And I was, moving from my house and I was packing up books, and my daughter and I were, she disapproved of my leaving my house.
And so we were at the bookshelf and I said, can you get the Roald Dahl?
Okay, you get the George Eliot and divvying up our books as we decided we were going to sever our relationship.
But our whole relationship was about the books.
[Laughter] And, and Viola with her friend, they who spend their evenings teaching each other and reading book after book.
Yeah, that's very much a part of her, her life and her way.
Yes.
To a new place.
Yes.
Yes.
And new identity.
Yes.
Because her grandmother gave her that sense that her future was going to be in her ability to read, her ability to become an educated young woman.
And so she and Lokolumbe is her friend in Cairo.
And they're both working and they're trying desperately to get refugee status.
And at night they read to each other in English.
They read to each other from any book that any missionary happens to leave, you know, and they're reading this anthology of English literature from one to page 1200.
They read to each other at night.
And, she because of that, she brings skill with her when she does come to America.
Well you read from the first part of the book, which is which is dark and difficult and harrowing.
Would you read a little bit from the second part once she gets to Maine?
Yes, yes.
Viola now is 17.
Yes, she comes to Maine.
She, she's very cold.
And she's going to go to high school.
The high school in Maine is a beautiful building.
It's like a, it's, it feels almost like this great bit of architecture for the, the finest minds to be shaped in.
It's a beautiful old building.
So Viola goes to high school in America shortly before- shortly after she comes, I'm going to read you this bit about high school.

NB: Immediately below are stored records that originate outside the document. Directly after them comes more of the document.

//! [`PlatformRoutingStage`] – registry bookkeeping, bridge lifecycle and
//! virtual subscriptions.
//!
//! # Downstream (`arm_prm`)
//!
//! | Tags | Action |
//! |---|---|
//! | PLATFORM_REGISTER | bridge created, platform stored, forwarded to `prm_ipsmrm` |
//! | PLATFORM_UPDATE | platform updated in the registry, forwarded |
//! | PLATFORM_CREATE_DEVICE / UPDATE_DEVICE / DELETE_DEVICE | registry mutated, then forwarded |
//! | VIRTUAL_SUBSCRIBE | stored, SUBSCRIBE sent to the source platform |
//! | VIRTUAL_UNSUBSCRIBE | UNSUBSCRIBE sent to the source platform, subscription dropped |
//! | DEVICE_DISCOVERY_QUERY / PLATFORM_DISCOVERY_QUERY | answered from the registry on `prm_arm` |
//! | LIST_SUPPORTED_PLATFORM_TYPES | answered from the bridge table on `prm_arm` |
//! | PLATFORM_UNREGISTER, SUBSCRIBE, UNSUBSCRIBE, OBSERVATION, LIST_DEVICES, ACTUATION, QUERY | forwarded |
//!
//! # Upstream (`ipsmrm_prm`)
//!
//! | Tags | Action |
//! |---|---|
//! | SUBSCRIBE response of a virtual subscription | VIRTUAL_SUBSCRIBE+RESPONSE to `prm_arm` |
//! | UNSUBSCRIBE response of a virtual unsubscribe | VIRTUAL_UNSUBSCRIBE+RESPONSE to `prm_arm` |
//! | OBSERVATION of a virtual subscription | relabeled for the target, sent back downstream |
//! | DEVICE_REGISTRY_INITIALIZE / DEVICE_ADD_OR_UPDATE | devices stored, consumed |
//! | DEVICE_REMOVE | devices removed from the registry |
//! | LIST_DEVICES | consumed |
//! | PLATFORM_UNREGISTER | bridge and platform removed, forwarded |
//! | anything else | `prm_arm` |

use std::collections::HashMap;
use std::sync::{Arc, Mutex, PoisonError};

use intermesh_bridge::BridgeManager;
use intermesh_middleware::{ErrorReporter, ListenerGroup, MessageBus, spawn_listener};
use intermesh_registry::Registry;
use intermesh_types::request::{
    DeviceIdsReq, DevicesReq, DiscoveryQueryReq, ObservationPayload, Plat2PlatSubscribeReq, Plat2PlatUnsubscribeReq,
    PlatformReq, PlatformTypesRes, SubscribeReq, UnsubscribeReq, query_result_payload,
};
use intermesh_types::{
    BrokerTopic, EntityKind, ErrorCode, MessageEnvelope, MessageType, Plat2PlatSubscription, Platform, RouteError,
    generate_conversation_id,
};
use tracing::{debug, info, warn};

/// Downstream tags passed to the semantic stage untouched.
const FORWARDED: &[MessageType] = &[
    MessageType::PlatformUnregister,
    MessageType::Subscribe,
    MessageType::Unsubscribe,
    MessageType::Observation,
    MessageType::ListDevices,
    MessageType::Actuation,
    MessageType::Query,
];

I was at an event in Manchester.
I just, it was event, celebrating the formation of South Sudan.
And they, the Sudanese people were honoring people in the community who they most honored.
So they brought all the ESOL teachers, English for speakers of other languages.
They brought the teachers forward, and they sat.
And then the people from South Sudan.
This was amazing.
And, to watch, they got on their knees and they walked on their knees over to the teachers to, honor them and thank them.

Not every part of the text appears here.